Presbiteri: quando la distanza aguzza l’ingegno pastorale.

Il Qoelet ci ricorda che c’è un tempo per abbracciarsi e un tempo per astenersi dagli abbracci. E non di meno, al tempo del Covid-19, un  numero notevole di sacerdoti deve aver pensato che dinanzi a una chiesa vuota per l’assenza forzata dei fedeli, occorreva reagire in qualche modo.

La risposta è stata molteplice: non è mancato chi, pur potendo celebrare, ha optato per non farlo, dicendosi solidale con chi era costretto a un digiuno forzato; chi, invece, ha continuato a celebrare in maniera privata o quasi, a porte chiuse e\o aperte; c’è chi, poi, in città, la domenica, ha escogitato la celebrazione dalla terrazza della chiesa per permettere a quanti
abitavano nei palazzi all’intorno di assistere alla messa affacciandosi al balcone; chi ha usato l’impianto degli altoparlanti e attraverso il sonoro ha raggiunto chi abitava nei paraggi della parrocchiale; chi ha affidato la sua voce alla radio parrocchiale e chi, invece, ha preferito ricorrere allo smartphone per entrare, live, nelle case e nelle vite attraverso i social: facebook, youtube, zoom, solo per citarne alcuni.

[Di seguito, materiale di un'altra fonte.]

///
/// pthreads backend.
///
/// Thread ids come from `gettid` on Linux/Android and from `pthread_self`
/// elsewhere. Suspend/resume have no pthreads counterpart and report
/// `Unsupported`. Forced termination goes through `pthread_cancel`, which
/// takes effect at the target's next cancellation point.
///
/// Threads are created with `pthread_create` directly. glibc cancels a
/// thread by force-unwinding its stack, and that unwind must reach the base
/// of the thread without meeting a `catch_unwind` frame (std puts one under
/// every `std::thread`), or the process aborts. The entry point is therefore
/// `extern "C-unwind"` and catches nothing; a Rust panic that escapes the
/// entry aborts the process.
///

use std::ffi::c_void;
use std::io;
use std::mem::{self, ManuallyDrop};
use std::ptr;
use std::time::Duration;

use strand_core::{Result, SyncError};

use super::{Entry, Platform};

/// Linux rejects names longer than 15 bytes plus the terminator.
#[cfg(any(target_os = "linux", target_os = "android"))]
const NATIVE_NAME_MAX: usize = 15;
#[cfg(not(any(target_os = "linux", target_os = "android")))]
const NATIVE_NAME_MAX: usize = 63;

#[derive(Debug, Clone, Copy, PartialEq, Eq)]
pub struct PthreadHandle(libc::pthread_t);

// pthread_t is an opaque id; it is only dereferenced by libc.
unsafe impl Send for PthreadHandle {}
unsafe impl Sync for PthreadHandle {}

/// A joinable pthread. Detached when dropped without `join`.
pub struct Pthread {
    handle: PthreadHandle,
}

impl Drop for Pthread {
    fn drop(&mut self) {
        unsafe {
            libc::pthread_detach(self.handle.0);
        }
    }
}

type StartRoutine = extern "C" fn(*mut c_void) -> *mut c_void;
type UnwindingStartRoutine = extern "C-unwind" fn(*mut c_void) -> *mut c_void;

extern "C-unwind" fn thread_start(arg: *mut c_void) -> *mut c_void {
    // `spawn` hands each thread exactly one leaked entry.
    let entry = unsafe { Box::from_raw(arg.cast::<Entry>()) };
    entry();
    ptr::null_mut()
}

pub struct Pthreads;

impl Platform for Pthreads {
    type Handle = PthreadHandle;
    type Thread = Pthread;

    fn spawn(name: &str, stack_size: usize, entry: Entry) -> io::Result<Pthread> {
        let cname = native_name(name);
        let entry: Entry = Box::new(move || {
            if cname.len() > 1 {
                let me = PthreadHandle(unsafe { libc::pthread_self() });
                set_native_name(me, &cname);
            }
            entry();
        });
        let arg = Box::into_raw(Box::new(entry));

        let mut native: libc::pthread_t = unsafe { mem::zeroed() };
        let rc = unsafe { create(&mut native, stack_size, arg.cast()) };
        if rc != 0 {
            // The thread never ran, so the entry is still ours to free.
            drop(unsafe { Box::from_raw(arg) });
            return Err(io::Error::from_raw_os_error(rc));
        }
        Ok(Pthread {
            handle: PthreadHandle(native),
        })
    }

    fn handle(thread: &Pthread) -> PthreadHandle {
        thread.handle
    }

    fn join(thread: Pthread) {
        let thread = ManuallyDrop::new(thread);
        unsafe {
            libc::pthread_join(thread.handle.0, ptr::null_mut());
        }
    }

    #[cfg(any(target_os = "linux", target_os = "android"))]
    fn current_thread_id() -> u64 {
        unsafe { libc::syscall(libc::SYS_gettid) as u64 }
    }

    #[cfg(not(any(target_os = "linux", target_os = "android")))]
    fn current_thread_id() -> u64 {
        unsafe { libc::pthread_self() as usize as u64 }
    }

    fn sleep_ms(ms: u32) {
        std::thread::sleep(Duration::from_millis(u64::from(ms)));
    }

    fn yield_now() {
        unsafe {
            libc::sched_yield();
        }
    }

    fn set_name(handle: PthreadHandle, name: &str) -> bool {
        let cname = native_name(name);
        set_native_name(handle, &cname)
    }

    fn get_priority(handle: PthreadHandle) -> Option<i32> {
        sched_params(handle).map(|(_, param)| param.sched_priority)
    }

    fn set_priority(handle: PthreadHandle, priority: i32) -> bool {
        let Some((policy, mut param)) = sched_params(handle) else {
            return false;
        };
        param.sched_priority = priority;
        unsafe { libc::pthread_setschedparam(handle.0, policy, &param) == 0 }
    }

    fn suspend(_handle: PthreadHandle) -> Result<u32> {
        Err(SyncError::Unsupported { operation: "suspend" })
    }

    fn resume(_handle: PthreadHandle) -> Result<u32> {
        Err(SyncError::Unsupported { operation: "resume" })
    }

    unsafe fn terminate(handle: PthreadHandle, _exit_code: i32) -> Result<bool> {
        let rc = unsafe { libc::pthread_cancel(handle.0) };
        // ESRCH: the thread already finished but is not joined yet.
        if rc == 0 || rc == libc::ESRCH {
            Ok(false)
        } else {
            Err(SyncError::Native {
                call: "pthread_cancel",
                code: rc,
            })
        }
    }
}

/// # Safety
///
/// `arg` must be a leaked `Box<Entry>` that `thread_start` may take over.
unsafe fn create(native: &mut libc::pthread_t, stack_size: usize, arg: *mut c_void) -> libc::c_int {
    unsafe {
        let mut attr: libc::pthread_attr_t = mem::zeroed();
        let rc = libc::pthread_attr_init(&mut attr);
        if rc != 0 {
            return rc;
        }

        let mut rc = libc::pthread_attr_setstacksize(&mut attr, stack_bytes(stack_size));
        if rc == 0 {
            // Same calling convention; only the unwind contract differs.
            let start = mem::transmute::<UnwindingStartRoutine, StartRoutine>(thread_start);
            rc = libc::pthread_create(native, &attr, start, arg);
        }
        libc::pthread_attr_destroy(&mut attr);
        rc
    }
}

/// Rounds up to the pthread minimum and a whole number of pages.
fn stack_bytes(requested: usize) -> usize {
    let page = match unsafe { libc::sysconf(libc::_SC_PAGESIZE) } {
        size if size > 0 => size as usize,
        _ => 4096,
    };
    requested.max(libc::PTHREAD_STACK_MIN).div_ceil(page) * page
}

fn sched_params(handle: PthreadHandle) -> Option<(libc::c_int, libc::sched_param)> {
    let mut policy: libc::c_int = 0;
    let mut param: libc::sched_param = unsafe { std::mem::zeroed() };
    let rc = unsafe { libc::pthread_getschedparam(handle.0, &mut policy, &mut param) };
    (rc == 0).then_some((policy, param))
}

/// Truncates on a char boundary and drops interior NULs.
fn native_name(name: &str) -> Vec<u8> {
    let mut end = name.len().min(NATIVE_NAME_MAX);
    while !name.is_char_boundary(end) {
        end -= 1;
    }
    let mut bytes: Vec<u8> = name[..end].bytes().filter(|&b| b != 0).collect();
    bytes.push(0);
    bytes
}

#[cfg(any(target_os = "linux", target_os = "android"))]
fn set_native_name(handle: PthreadHandle, cname: &[u8]) -> bool {
    unsafe { libc::pthread_setname_np(handle.0, cname.as_ptr() as *const libc::c_char) == 0 }
}

/// Apple only lets a thread name itself.
#[cfg(any(target_os = "macos", target_os = "ios"))]
fn set_native_name(handle: PthreadHandle, cname: &[u8]) -> bool {
    unsafe {
        if libc::pthread_equal(handle.0, libc::pthread_self()) == 0 {
            return false;
        }
        libc::pthread_setname_np(cname.as_ptr() as *const libc::c_char) == 0
    }
}

#[cfg(not(any(
    target_os = "linux",
    target_os = "android",
    target_os = "macos",
    target_os = "ios"
)))]
fn set_native_name(_handle: PthreadHandle, _cname: &[u8]) -> bool {
    false
}

#[cfg(test)]
mod tests {
    use super::*;

    #[test]
    fn test_native_name_truncates_on_char_boundary() {
        let name = native_name("ééééééééé");
        assert_eq!(*name.last().unwrap(), 0);
        let text = std::str::from_utf8(&name[..name.len() - 1]).unwrap();
        assert!(text.len() <= NATIVE_NAME_MAX);
        assert!(text.chars().all(|c| c == 'é'));
    }

    #[test]
    fn test_native_name_strips_nul() {
        assert_eq!(native_name("a\0b"), b"ab\0".to_vec());
    }

    #[test]
    fn test_thread_ids_differ() {
        let main_id = Pthreads::current_thread_id();
        let other_id = std::thread::spawn(Pthreads::current_thread_id).join().unwrap();
        assert_ne!(main_id, 0);
        assert_ne!(main_id, other_id);
    }

    #[test]
    fn test_suspend_is_unsupported() {
        let thread = Pthreads::spawn("", 0, Box::new(|| {})).unwrap();
        let handle = Pthreads::handle(&thread);
        assert!(matches!(Pthreads::suspend(handle), Err(SyncError::Unsupported { .. })));
        assert!(matches!(Pthreads::resume(handle), Err(SyncError::Unsupported { .. })));
        Pthreads::join(thread);
    }

    #[test]
    fn test_stack_size_rounded_to_pages() {
        let bytes = stack_bytes(1);
        assert!(bytes >= libc::PTHREAD_STACK_MIN);
        let page = unsafe { libc::sysconf(libc::_SC_PAGESIZE) } as usize;
        assert_eq!(bytes % page, 0);
        assert_eq!(stack_bytes(4 * 1024 * 1024), 4 * 1024 * 1024);
    }

    #[test]
    fn test_spawn_runs_entry_and_join_waits() {
        let (tx, rx) = std::sync::mpsc::channel();
        let thread = Pthreads::spawn("", 256 * 1024, Box::new(move || {
            std::thread::sleep(Duration::from_millis(20));
            tx.send(Pthreads::current_thread_id()).unwrap();
        }))
        .unwrap();
        Pthreads::join(thread);

        let worker_id = rx.try_recv().expect("entry finished before join returned");
        assert_ne!(worker_id, Pthreads::current_thread_id());
    }

    #[cfg(all(target_os = "linux", target_env = "gnu"))]
    #[test]
    fn test_spawn_names_thread() {
        let (tx, rx) = std::sync::mpsc::channel();
        let thread = Pthreads::spawn("strand-unit", 256 * 1024, Box::new(move || {
            let mut buf = [0 as libc::c_char; 16];
            let rc = unsafe {
                libc::pthread_getname_np(libc::pthread_self(), buf.as_mut_ptr(), buf.len())
            };
            let name = unsafe { std::ffi::CStr::from_ptr(buf.as_ptr()) };
            tx.send((rc, name.to_string_lossy().into_owned())).unwrap();
        }))
        .unwrap();
        Pthreads::join(thread);

        assert_eq!(rx.recv().unwrap(), (0, "strand-unit".to_string()));
    }
}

Assai variegata, quindi, la risposta di fronte a questa situazione inedita e inaspettata: si va dal principiante che non aveva mai fatto la diretta, a chi l’aveva utilizzata in alcune occasioni speciali, a chi, invece, ne faceva già uso per lo meno domenicale e festivo. Dirette con i pro e i limiti che si possono immaginare! Per cui, se da una parte, è fin troppo facile sottolineare quel che non va, dall’altra, invece, sono da ammirare coloro che comunque fanno e ci mettono la faccia, rispetto a chi, dagli spalti, pretende di insegnare, restandosene comodamente seduto mentre ha da dire la sua su come, nel campo, i giocatori giocano la partita!

Senza voler dare un voto, è lodevole chi, dinanzi al problema, non si limita a registrarlo ma va alla ricerca della possibile soluzione.

Circa i contenuti, in questo ultimo mese, in diverse parrocchie della diocesi arborense, ci si è mossi assicurando la diretta delle celebrazioni feriali e/o festive, Arcivescovo compreso, come pure la preghiera della Liturgia delle Ore, la recita del rosario, la via crucis, cicli di catechesi, etc. o fornendo, attraverso i profili facebook, informazioni utili e comunicazioni di servizio relative alle proprie comunità; come pure ricorrendo a WhatsApp audio e\o scritti, invitando singoli e gruppi a momenti di preghiera, offrendo riflessioni e continuando a creare comunione nella comunità.

Proposte tutte finalizzate ad alimentare la fede dei credenti, costretti a stare rinchiusi in casa e, tuttavia, non di meno fruitori attivi e creativi di quanto offerto dai parroci e sacerdoti nelle rispettive chiese parrocchiali.

Oltre al numero elevato di connessi alle varie dirette, rispetto a quanti di solito sedevano nei banchi prima della pandemia, si è registrata una massiccia interazione, e non solo con l’invio di emoticon o like, ma commentando ora con un semplice “amen”, ora con un versetto biblico oppure mediante brevi frasi  tratte dall’omelia.

Infine non si può tralasciare lo sforzo di alcuni sacerdoti che hanno finalizzato la loro creatività verso un target preciso, come ad esempio i bambini, una fascia che vive con più fatica il tempo del Covid-19 senza cogliere appieno quel che sta succedendo in casa e fuori. In questa linea, alcuni don hanno scelto di impegnarli con un lavoretto da realizzare ogni settimana, seguendo il calendario liturgico, oppure attraverso dei brevi racconti, stile favola, che contengono un insegnamento per riflettete in questo nostro tempo; altri ancora, attraverso brevi video, tipici del contesto oratoriano, hanno vestito i panni del clown, comunicando gioia e spensieratezza mediante il linguaggio del corpo, così da strappare un sorriso nei più piccoli e di riflesso nei loro genitori, con un effetto domino salutare per tutta la famiglia.

Insomma, tanti sacerdoti, in questo tempo di pandemia da Covid-19, hanno cercato di tessere reti di comunione e di preghiera mediante i social e non solo, nella piena consapevolezza che, se si vive bene ora questo tempo difficile, dopo, tutti, potremo essere migliori.